WORK ITEM
The output should be all lines of the entries below in which the word "FrameRGBA" occurs.

Collected data

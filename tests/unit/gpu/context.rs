use super::*;
use crate::gpu::raster::fullscreen_quad;
use crate::gpu::shader::{Fragment, TexturedShader};

#[derive(Debug)]
struct TimeShader;

impl FragmentShader for TimeShader {
    fn shade(&self, frag: &Fragment<'_>) -> [f32; 4] {
        let t = frag.uniforms.time;
        [t, t, t, 1.0]
    }
}

fn ctx(w: u32, h: u32) -> RenderContext {
    RenderContext::new(Canvas::new(w, h).unwrap(), ContextOpts { parallel: false })
}

fn quad(ctx: &RenderContext) -> (GpuVertexArray, GpuBuffer) {
    let vao = ctx.create_vertex_array().unwrap();
    let buf = ctx.create_buffer().unwrap();
    ctx.buffer_data(&buf, &fullscreen_quad());
    ctx.vertex_attrib_pointer(&vao, Attribute::Position, &buf, 3, 5, 0);
    ctx.vertex_attrib_pointer(&vao, Attribute::TexCoord, &buf, 2, 5, 3);
    (vao, buf)
}

#[test]
fn handles_release_on_drop() {
    let ctx = ctx(2, 2);
    {
        let _p = ctx.create_program(Arc::new(TimeShader)).unwrap();
        let _q = quad(&ctx);
        assert_eq!(
            ctx.live_objects(),
            LiveObjects {
                programs: 1,
                vertex_arrays: 1,
                buffers: 1,
                textures: 0
            }
        );
    }
    assert_eq!(ctx.live_objects().total(), 0);
}

#[test]
fn draw_uses_current_program_uniforms() {
    let ctx = ctx(3, 2);
    let program = ctx.create_program(Arc::new(TimeShader)).unwrap();
    let (vao, _buf) = quad(&ctx);
    ctx.use_program(Some(&program));
    ctx.uniform(Uniform::Time(1.0));
    ctx.bind_vertex_array(Some(&vao));
    ctx.draw_arrays(0, 6);
    let frame = ctx.read_pixels();
    assert!(frame.data.iter().all(|&b| b == 255));
}

#[test]
fn textured_draw_copies_texture() {
    let ctx = ctx(2, 2);
    let bitmap = FrameRGBA::from_data(
        2,
        2,
        vec![
            255, 0, 0, 255, 0, 255, 0, 255, //
            0, 0, 255, 255, 255, 255, 255, 255,
        ],
    )
    .unwrap();
    let tex = ctx.create_texture(&bitmap).unwrap();
    let program = ctx.create_program(Arc::new(TexturedShader)).unwrap();
    let (vao, _buf) = quad(&ctx);
    ctx.use_program(Some(&program));
    ctx.bind_vertex_array(Some(&vao));
    ctx.bind_texture(TextureUnit::Entering, Some(&tex));
    ctx.draw_arrays(0, 6);
    assert_eq!(ctx.read_pixels().data, bitmap.data);
}

#[test]
fn draw_without_program_is_inert() {
    let ctx = ctx(2, 2);
    ctx.clear_color([0.0, 0.0, 0.0, 0.0]);
    ctx.clear();
    let (vao, _buf) = quad(&ctx);
    ctx.bind_vertex_array(Some(&vao));
    ctx.draw_arrays(0, 6);
    assert!(ctx.read_pixels().data.iter().all(|&b| b == 0));
}

#[test]
fn disposed_context_ignores_calls_and_refuses_objects() {
    let ctx = ctx(2, 2);
    let program = ctx.create_program(Arc::new(TimeShader)).unwrap();
    ctx.dispose();
    ctx.dispose();
    assert!(ctx.is_disposed());
    assert_eq!(ctx.live_objects().total(), 0);

    let calls = ctx.call_count();
    ctx.use_program(Some(&program));
    ctx.clear();
    ctx.flush();
    drop(program);
    assert_eq!(ctx.call_count(), calls);
    assert!(ctx.create_buffer().is_err());
    assert!(ctx.request_frame().is_none());
}

#[test]
fn frame_requests_can_be_cancelled() {
    let ctx = ctx(1, 1);
    let a = ctx.request_frame().unwrap();
    assert!(ctx.has_pending_frame());
    ctx.cancel_frame(a);
    assert!(!ctx.has_pending_frame());

    let b = ctx.request_frame().unwrap();
    assert_ne!(a, b);
    assert_eq!(ctx.take_frame_request(), Some(b));
    assert_eq!(ctx.take_frame_request(), None);
}

#[test]
fn texture_upload_checks_length() {
    let ctx = ctx(1, 1);
    let bad = FrameRGBA {
        width: 2,
        height: 2,
        data: vec![0; 3],
        premultiplied: true,
    };
    assert!(ctx.create_texture(&bad).is_err());
}

#[test]
fn deleting_a_bound_texture_unbinds_it() {
    let ctx = ctx(1, 1);
    let tex = ctx
        .create_texture(&FrameRGBA::transparent(Canvas::new(1, 1).unwrap()))
        .unwrap();
    ctx.bind_texture(TextureUnit::Leaving, Some(&tex));
    drop(tex);
    assert_eq!(ctx.live_objects().textures, 0);
}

SOLUTION
    let bitmap = FrameRGBA::from_data(
    let bad = FrameRGBA {
        .create_texture(&FrameRGBA::transparent(Canvas::new(1, 1).unwrap()))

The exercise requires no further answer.